TASK ITEM —
Work out the number of lines in the records that include the word "Result"; reply with that number alone.

DATA —

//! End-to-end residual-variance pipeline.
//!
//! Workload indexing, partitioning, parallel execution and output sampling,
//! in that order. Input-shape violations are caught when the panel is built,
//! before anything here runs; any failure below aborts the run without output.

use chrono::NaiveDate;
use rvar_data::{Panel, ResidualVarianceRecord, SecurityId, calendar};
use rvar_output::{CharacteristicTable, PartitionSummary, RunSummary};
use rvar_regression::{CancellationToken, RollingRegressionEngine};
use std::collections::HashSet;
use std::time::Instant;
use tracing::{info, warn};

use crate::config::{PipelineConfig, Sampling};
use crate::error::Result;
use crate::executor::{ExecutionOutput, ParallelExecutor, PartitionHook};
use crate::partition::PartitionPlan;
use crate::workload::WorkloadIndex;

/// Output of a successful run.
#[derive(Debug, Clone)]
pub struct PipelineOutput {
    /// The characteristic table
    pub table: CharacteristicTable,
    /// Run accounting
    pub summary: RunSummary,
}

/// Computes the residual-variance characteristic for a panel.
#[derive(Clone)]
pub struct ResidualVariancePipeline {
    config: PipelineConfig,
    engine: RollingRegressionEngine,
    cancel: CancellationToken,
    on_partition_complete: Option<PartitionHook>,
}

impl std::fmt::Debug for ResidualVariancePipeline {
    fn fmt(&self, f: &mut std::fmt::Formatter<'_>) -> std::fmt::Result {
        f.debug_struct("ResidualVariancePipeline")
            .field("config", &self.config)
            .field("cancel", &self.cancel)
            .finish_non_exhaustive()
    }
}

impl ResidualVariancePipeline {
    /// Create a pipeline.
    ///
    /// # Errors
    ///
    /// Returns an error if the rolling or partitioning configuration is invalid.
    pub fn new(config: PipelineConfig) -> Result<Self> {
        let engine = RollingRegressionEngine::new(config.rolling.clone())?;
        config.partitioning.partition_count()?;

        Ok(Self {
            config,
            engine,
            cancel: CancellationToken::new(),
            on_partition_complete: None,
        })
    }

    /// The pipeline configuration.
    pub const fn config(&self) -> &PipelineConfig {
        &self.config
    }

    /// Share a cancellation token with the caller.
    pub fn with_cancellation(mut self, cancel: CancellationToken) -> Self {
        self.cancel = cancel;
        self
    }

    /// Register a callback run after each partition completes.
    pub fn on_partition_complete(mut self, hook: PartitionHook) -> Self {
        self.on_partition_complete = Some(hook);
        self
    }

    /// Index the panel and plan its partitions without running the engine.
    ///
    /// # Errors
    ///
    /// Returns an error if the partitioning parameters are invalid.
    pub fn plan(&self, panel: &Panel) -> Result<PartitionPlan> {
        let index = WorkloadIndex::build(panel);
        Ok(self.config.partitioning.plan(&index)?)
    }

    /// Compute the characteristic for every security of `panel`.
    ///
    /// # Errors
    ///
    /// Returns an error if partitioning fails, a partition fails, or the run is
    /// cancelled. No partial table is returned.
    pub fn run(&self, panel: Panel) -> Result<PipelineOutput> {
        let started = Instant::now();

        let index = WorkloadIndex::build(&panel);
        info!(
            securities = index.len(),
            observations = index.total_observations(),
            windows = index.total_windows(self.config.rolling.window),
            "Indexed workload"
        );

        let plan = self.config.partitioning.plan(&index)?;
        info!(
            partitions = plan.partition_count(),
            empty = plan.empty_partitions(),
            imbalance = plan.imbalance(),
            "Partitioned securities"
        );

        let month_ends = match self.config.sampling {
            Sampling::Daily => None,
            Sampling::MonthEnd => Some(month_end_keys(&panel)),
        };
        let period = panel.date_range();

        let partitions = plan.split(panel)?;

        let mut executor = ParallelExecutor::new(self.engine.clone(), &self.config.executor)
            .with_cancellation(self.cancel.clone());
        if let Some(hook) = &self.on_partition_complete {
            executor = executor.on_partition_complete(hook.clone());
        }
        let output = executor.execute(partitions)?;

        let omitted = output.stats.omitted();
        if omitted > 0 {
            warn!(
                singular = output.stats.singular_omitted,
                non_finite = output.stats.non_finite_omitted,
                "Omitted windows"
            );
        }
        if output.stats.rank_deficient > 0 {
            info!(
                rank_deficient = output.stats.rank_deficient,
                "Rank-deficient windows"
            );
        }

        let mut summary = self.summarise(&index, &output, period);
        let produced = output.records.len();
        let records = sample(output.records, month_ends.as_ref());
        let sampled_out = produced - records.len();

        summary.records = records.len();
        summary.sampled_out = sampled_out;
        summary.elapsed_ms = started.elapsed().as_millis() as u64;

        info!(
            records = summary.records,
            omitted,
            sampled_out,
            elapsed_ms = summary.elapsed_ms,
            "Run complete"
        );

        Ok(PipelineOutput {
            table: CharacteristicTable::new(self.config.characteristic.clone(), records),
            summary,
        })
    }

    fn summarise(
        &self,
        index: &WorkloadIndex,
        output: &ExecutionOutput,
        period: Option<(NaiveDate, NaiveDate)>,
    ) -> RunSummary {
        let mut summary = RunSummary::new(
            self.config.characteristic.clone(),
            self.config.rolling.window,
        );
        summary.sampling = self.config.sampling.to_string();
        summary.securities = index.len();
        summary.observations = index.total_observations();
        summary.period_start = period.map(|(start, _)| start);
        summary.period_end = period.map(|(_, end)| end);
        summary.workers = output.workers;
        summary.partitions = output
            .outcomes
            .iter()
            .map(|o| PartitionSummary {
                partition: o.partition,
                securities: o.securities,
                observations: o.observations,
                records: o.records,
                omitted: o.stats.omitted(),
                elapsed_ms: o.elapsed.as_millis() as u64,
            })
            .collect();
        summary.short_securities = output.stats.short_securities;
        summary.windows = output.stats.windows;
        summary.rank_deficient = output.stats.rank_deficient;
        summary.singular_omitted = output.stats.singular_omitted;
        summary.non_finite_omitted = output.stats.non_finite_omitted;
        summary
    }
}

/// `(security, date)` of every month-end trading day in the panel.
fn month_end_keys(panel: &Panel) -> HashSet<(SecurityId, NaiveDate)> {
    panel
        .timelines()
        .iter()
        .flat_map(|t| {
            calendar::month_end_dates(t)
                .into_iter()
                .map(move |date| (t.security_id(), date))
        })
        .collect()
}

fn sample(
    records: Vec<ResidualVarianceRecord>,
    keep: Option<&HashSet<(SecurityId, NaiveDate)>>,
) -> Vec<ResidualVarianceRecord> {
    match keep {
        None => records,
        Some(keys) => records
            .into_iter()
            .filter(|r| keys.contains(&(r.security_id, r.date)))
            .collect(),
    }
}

...

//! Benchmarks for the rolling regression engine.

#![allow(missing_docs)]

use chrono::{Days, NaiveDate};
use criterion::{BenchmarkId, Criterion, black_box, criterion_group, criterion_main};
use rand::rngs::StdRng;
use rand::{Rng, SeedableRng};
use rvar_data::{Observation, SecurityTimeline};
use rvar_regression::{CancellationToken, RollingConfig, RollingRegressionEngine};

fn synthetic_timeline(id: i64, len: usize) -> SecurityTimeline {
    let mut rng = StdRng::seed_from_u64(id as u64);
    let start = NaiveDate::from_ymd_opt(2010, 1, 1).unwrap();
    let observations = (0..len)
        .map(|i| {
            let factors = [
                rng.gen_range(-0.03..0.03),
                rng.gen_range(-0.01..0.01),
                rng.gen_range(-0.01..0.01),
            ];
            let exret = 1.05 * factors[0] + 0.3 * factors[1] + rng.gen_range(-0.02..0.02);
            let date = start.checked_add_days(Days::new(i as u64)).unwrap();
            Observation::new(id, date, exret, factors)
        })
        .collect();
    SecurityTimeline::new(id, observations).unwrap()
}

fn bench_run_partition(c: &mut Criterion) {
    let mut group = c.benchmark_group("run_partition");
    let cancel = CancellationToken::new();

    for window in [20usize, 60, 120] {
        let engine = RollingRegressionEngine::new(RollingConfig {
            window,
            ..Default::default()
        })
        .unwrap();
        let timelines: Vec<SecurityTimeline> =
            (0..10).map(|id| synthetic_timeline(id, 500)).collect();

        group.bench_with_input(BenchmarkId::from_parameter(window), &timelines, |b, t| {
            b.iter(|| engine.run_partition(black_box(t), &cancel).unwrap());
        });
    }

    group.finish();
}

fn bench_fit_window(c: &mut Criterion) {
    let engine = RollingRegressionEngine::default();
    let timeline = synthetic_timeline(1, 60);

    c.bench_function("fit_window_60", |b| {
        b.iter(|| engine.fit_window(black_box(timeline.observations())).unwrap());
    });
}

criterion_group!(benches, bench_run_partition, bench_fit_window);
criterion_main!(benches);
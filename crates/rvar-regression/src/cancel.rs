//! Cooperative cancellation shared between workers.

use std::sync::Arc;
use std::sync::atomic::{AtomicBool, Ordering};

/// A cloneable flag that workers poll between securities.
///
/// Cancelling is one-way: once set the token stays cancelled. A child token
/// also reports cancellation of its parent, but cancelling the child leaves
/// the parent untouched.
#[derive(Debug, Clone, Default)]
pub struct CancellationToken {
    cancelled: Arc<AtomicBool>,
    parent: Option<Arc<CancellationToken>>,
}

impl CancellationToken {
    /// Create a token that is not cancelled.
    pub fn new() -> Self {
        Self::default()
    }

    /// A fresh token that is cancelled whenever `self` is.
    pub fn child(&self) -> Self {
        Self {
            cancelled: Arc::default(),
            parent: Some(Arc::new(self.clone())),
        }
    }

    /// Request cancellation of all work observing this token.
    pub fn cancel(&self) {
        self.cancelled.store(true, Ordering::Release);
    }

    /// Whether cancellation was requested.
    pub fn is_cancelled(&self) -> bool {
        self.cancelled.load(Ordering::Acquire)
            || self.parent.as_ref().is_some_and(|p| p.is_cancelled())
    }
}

...

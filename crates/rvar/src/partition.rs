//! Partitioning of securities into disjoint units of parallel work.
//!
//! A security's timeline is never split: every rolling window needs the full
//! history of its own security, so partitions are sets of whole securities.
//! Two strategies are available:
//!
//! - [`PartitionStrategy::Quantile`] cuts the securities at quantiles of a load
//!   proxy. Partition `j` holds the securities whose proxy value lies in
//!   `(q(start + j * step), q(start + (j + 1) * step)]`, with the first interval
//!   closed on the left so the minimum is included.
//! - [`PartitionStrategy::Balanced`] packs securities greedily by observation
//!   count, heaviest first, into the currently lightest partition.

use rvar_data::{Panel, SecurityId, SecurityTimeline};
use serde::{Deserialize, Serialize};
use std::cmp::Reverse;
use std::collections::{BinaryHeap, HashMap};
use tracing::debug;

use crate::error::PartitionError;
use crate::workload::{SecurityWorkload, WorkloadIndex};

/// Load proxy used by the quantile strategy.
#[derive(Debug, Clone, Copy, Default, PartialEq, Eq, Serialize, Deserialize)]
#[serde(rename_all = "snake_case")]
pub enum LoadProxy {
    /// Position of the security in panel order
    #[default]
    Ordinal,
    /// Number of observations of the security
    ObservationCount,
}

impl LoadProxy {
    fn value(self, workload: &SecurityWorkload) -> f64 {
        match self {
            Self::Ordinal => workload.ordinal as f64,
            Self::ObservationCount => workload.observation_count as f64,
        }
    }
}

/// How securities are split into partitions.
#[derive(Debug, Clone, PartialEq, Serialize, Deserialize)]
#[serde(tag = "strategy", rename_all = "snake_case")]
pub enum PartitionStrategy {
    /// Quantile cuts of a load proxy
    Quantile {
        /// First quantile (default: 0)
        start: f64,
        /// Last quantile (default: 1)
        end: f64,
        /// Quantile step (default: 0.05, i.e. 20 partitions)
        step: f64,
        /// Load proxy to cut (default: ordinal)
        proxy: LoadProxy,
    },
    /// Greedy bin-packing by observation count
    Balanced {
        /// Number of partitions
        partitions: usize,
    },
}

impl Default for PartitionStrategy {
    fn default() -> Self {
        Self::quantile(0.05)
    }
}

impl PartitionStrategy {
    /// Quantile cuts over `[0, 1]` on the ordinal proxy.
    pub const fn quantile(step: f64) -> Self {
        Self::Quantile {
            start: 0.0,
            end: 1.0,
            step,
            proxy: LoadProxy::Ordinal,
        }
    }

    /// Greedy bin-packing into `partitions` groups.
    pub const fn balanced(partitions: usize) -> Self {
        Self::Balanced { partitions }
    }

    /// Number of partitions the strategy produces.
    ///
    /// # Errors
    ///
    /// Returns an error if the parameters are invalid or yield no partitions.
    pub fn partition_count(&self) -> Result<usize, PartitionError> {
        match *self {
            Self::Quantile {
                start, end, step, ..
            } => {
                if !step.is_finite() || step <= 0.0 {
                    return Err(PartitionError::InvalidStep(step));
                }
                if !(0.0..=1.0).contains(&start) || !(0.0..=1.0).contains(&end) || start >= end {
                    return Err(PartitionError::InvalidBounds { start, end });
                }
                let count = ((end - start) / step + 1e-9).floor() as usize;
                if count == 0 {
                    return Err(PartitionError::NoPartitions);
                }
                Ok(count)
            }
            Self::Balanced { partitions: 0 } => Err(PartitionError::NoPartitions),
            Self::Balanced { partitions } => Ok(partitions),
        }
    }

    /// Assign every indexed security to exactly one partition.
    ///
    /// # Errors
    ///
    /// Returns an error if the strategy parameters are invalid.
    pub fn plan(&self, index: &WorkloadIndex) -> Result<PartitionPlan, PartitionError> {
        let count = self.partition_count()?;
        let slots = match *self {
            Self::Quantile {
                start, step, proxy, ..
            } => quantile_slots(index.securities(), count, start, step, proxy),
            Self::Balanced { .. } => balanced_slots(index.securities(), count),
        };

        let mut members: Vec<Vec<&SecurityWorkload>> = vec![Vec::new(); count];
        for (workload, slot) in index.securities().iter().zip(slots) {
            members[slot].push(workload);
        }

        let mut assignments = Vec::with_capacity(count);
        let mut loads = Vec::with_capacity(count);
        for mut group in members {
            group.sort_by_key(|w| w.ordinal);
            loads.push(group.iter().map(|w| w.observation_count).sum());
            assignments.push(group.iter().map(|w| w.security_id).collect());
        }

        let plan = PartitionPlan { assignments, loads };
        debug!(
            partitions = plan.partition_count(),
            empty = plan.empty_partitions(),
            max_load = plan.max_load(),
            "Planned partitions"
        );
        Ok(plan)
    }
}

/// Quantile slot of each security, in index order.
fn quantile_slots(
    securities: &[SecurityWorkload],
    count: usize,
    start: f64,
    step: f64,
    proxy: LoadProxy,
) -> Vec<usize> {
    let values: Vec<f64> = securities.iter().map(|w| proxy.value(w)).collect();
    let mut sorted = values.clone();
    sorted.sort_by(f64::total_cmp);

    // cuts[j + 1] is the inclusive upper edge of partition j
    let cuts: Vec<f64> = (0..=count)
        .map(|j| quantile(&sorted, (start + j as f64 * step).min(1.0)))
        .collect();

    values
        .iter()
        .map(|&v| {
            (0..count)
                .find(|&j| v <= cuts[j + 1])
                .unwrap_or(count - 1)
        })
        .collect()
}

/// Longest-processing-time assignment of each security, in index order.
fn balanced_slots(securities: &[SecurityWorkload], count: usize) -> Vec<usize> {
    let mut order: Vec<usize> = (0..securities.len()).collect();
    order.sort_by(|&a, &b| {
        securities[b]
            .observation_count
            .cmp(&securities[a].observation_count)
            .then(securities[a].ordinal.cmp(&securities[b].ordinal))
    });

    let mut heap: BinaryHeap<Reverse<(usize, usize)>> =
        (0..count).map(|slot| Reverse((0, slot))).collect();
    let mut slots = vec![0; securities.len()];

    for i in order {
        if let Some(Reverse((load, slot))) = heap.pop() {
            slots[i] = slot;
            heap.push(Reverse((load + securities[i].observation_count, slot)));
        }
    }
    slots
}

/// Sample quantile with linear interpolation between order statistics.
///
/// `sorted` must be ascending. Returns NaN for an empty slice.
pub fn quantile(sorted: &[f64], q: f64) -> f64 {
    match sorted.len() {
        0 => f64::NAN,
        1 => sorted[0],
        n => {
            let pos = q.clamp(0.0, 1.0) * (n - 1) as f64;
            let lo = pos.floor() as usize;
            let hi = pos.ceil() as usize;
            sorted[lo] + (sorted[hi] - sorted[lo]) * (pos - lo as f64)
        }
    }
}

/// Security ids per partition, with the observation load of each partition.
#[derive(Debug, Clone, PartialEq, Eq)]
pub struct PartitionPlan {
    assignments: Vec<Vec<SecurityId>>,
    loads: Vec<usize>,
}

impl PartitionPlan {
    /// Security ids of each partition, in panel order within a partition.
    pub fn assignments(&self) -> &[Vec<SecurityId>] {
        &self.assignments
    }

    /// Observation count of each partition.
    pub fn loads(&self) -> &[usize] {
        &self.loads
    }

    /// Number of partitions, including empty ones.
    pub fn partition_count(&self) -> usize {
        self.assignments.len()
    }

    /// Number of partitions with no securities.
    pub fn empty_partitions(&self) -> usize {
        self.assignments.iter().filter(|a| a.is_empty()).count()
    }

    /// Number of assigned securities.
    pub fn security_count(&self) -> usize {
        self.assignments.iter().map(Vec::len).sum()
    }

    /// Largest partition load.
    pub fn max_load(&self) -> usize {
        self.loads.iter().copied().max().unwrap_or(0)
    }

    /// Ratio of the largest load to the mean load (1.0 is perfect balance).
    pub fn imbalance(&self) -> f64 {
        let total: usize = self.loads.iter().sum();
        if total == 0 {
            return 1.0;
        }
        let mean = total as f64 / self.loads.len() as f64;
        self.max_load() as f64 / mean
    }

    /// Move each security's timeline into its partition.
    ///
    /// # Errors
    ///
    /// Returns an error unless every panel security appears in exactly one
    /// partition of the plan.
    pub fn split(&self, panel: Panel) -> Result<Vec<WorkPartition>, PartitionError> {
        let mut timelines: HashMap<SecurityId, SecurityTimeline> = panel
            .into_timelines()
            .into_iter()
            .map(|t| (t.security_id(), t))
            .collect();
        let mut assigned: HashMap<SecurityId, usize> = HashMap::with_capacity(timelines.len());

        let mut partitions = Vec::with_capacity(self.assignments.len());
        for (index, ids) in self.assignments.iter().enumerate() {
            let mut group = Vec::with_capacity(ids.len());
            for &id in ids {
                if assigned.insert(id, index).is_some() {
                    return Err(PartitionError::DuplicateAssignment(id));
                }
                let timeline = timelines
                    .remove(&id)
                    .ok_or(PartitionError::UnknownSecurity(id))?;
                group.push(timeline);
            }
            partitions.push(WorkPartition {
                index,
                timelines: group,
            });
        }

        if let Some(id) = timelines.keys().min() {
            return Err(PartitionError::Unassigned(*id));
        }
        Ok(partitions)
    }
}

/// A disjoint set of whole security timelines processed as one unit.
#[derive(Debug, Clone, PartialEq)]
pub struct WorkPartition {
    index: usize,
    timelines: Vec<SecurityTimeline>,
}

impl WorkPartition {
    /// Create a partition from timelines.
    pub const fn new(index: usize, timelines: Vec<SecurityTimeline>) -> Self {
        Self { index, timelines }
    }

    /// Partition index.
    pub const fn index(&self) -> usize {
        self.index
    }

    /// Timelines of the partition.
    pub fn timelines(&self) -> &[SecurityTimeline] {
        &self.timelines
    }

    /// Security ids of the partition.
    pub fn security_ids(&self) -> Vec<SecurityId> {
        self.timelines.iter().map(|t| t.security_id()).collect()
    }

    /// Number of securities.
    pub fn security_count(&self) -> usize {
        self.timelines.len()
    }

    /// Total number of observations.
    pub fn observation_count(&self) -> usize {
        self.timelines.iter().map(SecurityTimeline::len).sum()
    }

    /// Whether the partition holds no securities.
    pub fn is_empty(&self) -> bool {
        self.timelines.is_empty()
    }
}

EXERCISE RESPONSE —
8